If your submission included a PCCP, that plan can let you pre-approve bounded updates, like retraining on new data, without sending in a new 510(k) or PMA, as long as the change stays inside the authorized limits ^[2]^[4]^[11]. A PCCP must include:

A description of modifications
A modification protocol
An impact assessment ^[2]^[11]

Cybersecurity work also continues after clearance. That includes SBOM maintenance, vulnerability tracking, and patching ^[1]. Those controls help keep the device inside its authorized risk envelope across the full deployed lifecycle.

For healthcare groups managing AI devices in the field, Censinet RiskOps™ can support ongoing cybersecurity oversight and risk management workflows.

Build postmarket controls into the submission plan from the start.

FAQs

How do I know if my AI software is an FDA-regulated device?

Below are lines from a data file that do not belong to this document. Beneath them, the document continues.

//! Chain identifiers, families and fee tiers.

use serde::{Deserialize, Serialize};
use std::fmt;
use std::str::FromStr;

/// Chains the engine can send on.
#[derive(Debug, Clone, Copy, PartialEq, Eq, Hash, PartialOrd, Ord, Serialize, Deserialize)]
#[serde(rename_all = "snake_case")]
pub enum Chain {
    Bitcoin,
    BitcoinTestnet,
    Ethereum,
    Polygon,
    #[serde(rename = "bsc")]
    BinanceSmartChain,
    Solana,
}

/// Structural family of a chain; decides which builder, signer and reader apply.
#[derive(Debug, Clone, Copy, PartialEq, Eq, Hash)]
pub enum ChainFamily {
    /// Unspent-output accounting (satoshi).
    Utxo,
    /// Account/nonce accounting, EVM-compatible (wei).
    Account,
    /// Instruction-based messages with a recent blockhash (lamport).
    Instruction,
}

impl Chain {
    pub const ALL: [Chain; 6] = [
        Chain::Bitcoin,
        Chain::BitcoinTestnet,
        Chain::Ethereum,
        Chain::Polygon,
        Chain::BinanceSmartChain,
        Chain::Solana,
    ];

    pub fn family(self) -> ChainFamily {
        match self {
            Chain::Bitcoin | Chain::BitcoinTestnet => ChainFamily::Utxo,
            Chain::Ethereum | Chain::Polygon | Chain::BinanceSmartChain => ChainFamily::Account,
            Chain::Solana => ChainFamily::Instruction,
        }
    }

    /// Number of decimal places between the display unit and the base unit.
    pub fn decimals(self) -> u32 {
        match self.family() {
            ChainFamily::Utxo => 8,
            ChainFamily::Account => 18,
            ChainFamily::Instruction => 9,
        }
    }

    pub fn ticker(self) -> &'static str {
        match self {
            Chain::Bitcoin => "BTC",
            Chain::BitcoinTestnet => "tBTC",
            Chain::Ethereum => "ETH",
            Chain::Polygon => "POL",
            Chain::BinanceSmartChain => "BNB",
            Chain::Solana => "SOL",
        }
    }

    /// Stable lowercase name, also used as a metrics label.
    pub fn as_str(self) -> &'static str {
        match self {
            Chain::Bitcoin => "bitcoin",
            Chain::BitcoinTestnet => "bitcoin_testnet",
            Chain::Ethereum => "ethereum",
            Chain::Polygon => "polygon",
            Chain::BinanceSmartChain => "bsc",
            Chain::Solana => "solana",
        }
    }

    /// Default EIP-155 chain id for account chains.
    pub fn default_chain_id(self) -> Option<u64> {
        match self {
            Chain::Ethereum => Some(1),
            Chain::Polygon => Some(137),
            Chain::BinanceSmartChain => Some(56),
            _ => None,
        }
    }
}

impl fmt::Display for Chain {
    fn fmt(&self, f: &mut fmt::Formatter<'_>) -> fmt::Result {
        f.write_str(self.as_str())
    }
}

impl FromStr for Chain {
    type Err = String;

    fn from_str(s: &str) -> Result<Self, Self::Err> {
        Chain::ALL
            .into_iter()
            .find(|chain| chain.as_str().eq_ignore_ascii_case(s))
            .ok_or_else(|| format!("unknown chain '{}'", s))
    }
}

/// Coarse priority mapped to a concrete fee by the estimator.
#[derive(Debug, Clone, Copy, PartialEq, Eq, Hash, PartialOrd, Ord, Serialize, Deserialize)]
#[serde(rename_all = "SCREAMING_SNAKE_CASE")]
pub enum FeeTier {
    Slow,
    Normal,
    Fast,
}

impl FeeTier {
    pub const ALL: [FeeTier; 3] = [FeeTier::Slow, FeeTier::Normal, FeeTier::Fast];

    /// Position in slow-to-fast order.
    pub fn rank(self) -> usize {
        match self {
            FeeTier::Slow => 0,
            FeeTier::Normal => 1,
            FeeTier::Fast => 2,
        }
    }

    pub fn as_str(self) -> &'static str {
        match self {
            FeeTier::Slow => "slow",
            FeeTier::Normal => "normal",
            FeeTier::Fast => "fast",
        }
    }

    /// Picks the available tier closest to `self`; equal distance prefers the faster one.
    pub fn nearest(self, available: &[FeeTier]) -> Option<FeeTier> {
        available.iter().copied().min_by_key(|candidate| {
            let distance = candidate.rank().abs_diff(self.rank());
            // Faster tiers sort first on ties.
            (distance, 2 - candidate.rank())
        })
    }
}

impl fmt::Display for FeeTier {
    fn fmt(&self, f: &mut fmt::Formatter<'_>) -> fmt::Result {
        f.write_str(self.as_str())
    }
}

impl FromStr for FeeTier {
    type Err = String;

    fn from_str(s: &str) -> Result<Self, Self::Err> {
        FeeTier::ALL
            .into_iter()
            .find(|tier| tier.as_str().eq_ignore_ascii_case(s))
            .ok_or_else(|| format!("unknown fee tier '{}'", s))
    }
}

Check the software’s intended use under Section 201(h) of the Federal Food, Drug, and Cosmetic Act. In plain English, FDA usually steps in when the software is meant to diagnose, cure, mitigate, treat, or prevent disease.

That can include Software as a Medical Device (SaMD) and Software in a Medical Device (SiMD). By contrast, software used for billing, admin work, or general wellness usually falls outside FDA regulation.

What makes an AI medical device eligible for 510(k) instead of De Novo or PMA?

An AI medical device can go through 510(k) if the manufacturer can show substantial equivalence to a legally marketed predicate device.

That means the new device needs to have the same intended use and either:

the same technological characteristics, or
different characteristics that don’t create new questions about safety or effectiveness

If there isn’t a suitable predicate for a low- to moderate-risk device, the right path is De Novo.

For high-risk devices, manufacturers generally need PMA.

What evidence most often causes FDA review delays for AI device submissions?

Clinical validation studies are often where AI device submissions run into the biggest FDA delays. The agency looks past the final model score and digs into the study itself: how the dataset was gathered, how labels were assigned, and how the statistics were handled.

That’s where many teams get stuck.

Delays usually show up when the submission doesn’t clearly explain:

where the data came from
how qualified experts assigned the labels
whether the study population matches actual clinical use

If those details are thin or hard to follow, the FDA may pause review and ask for more support.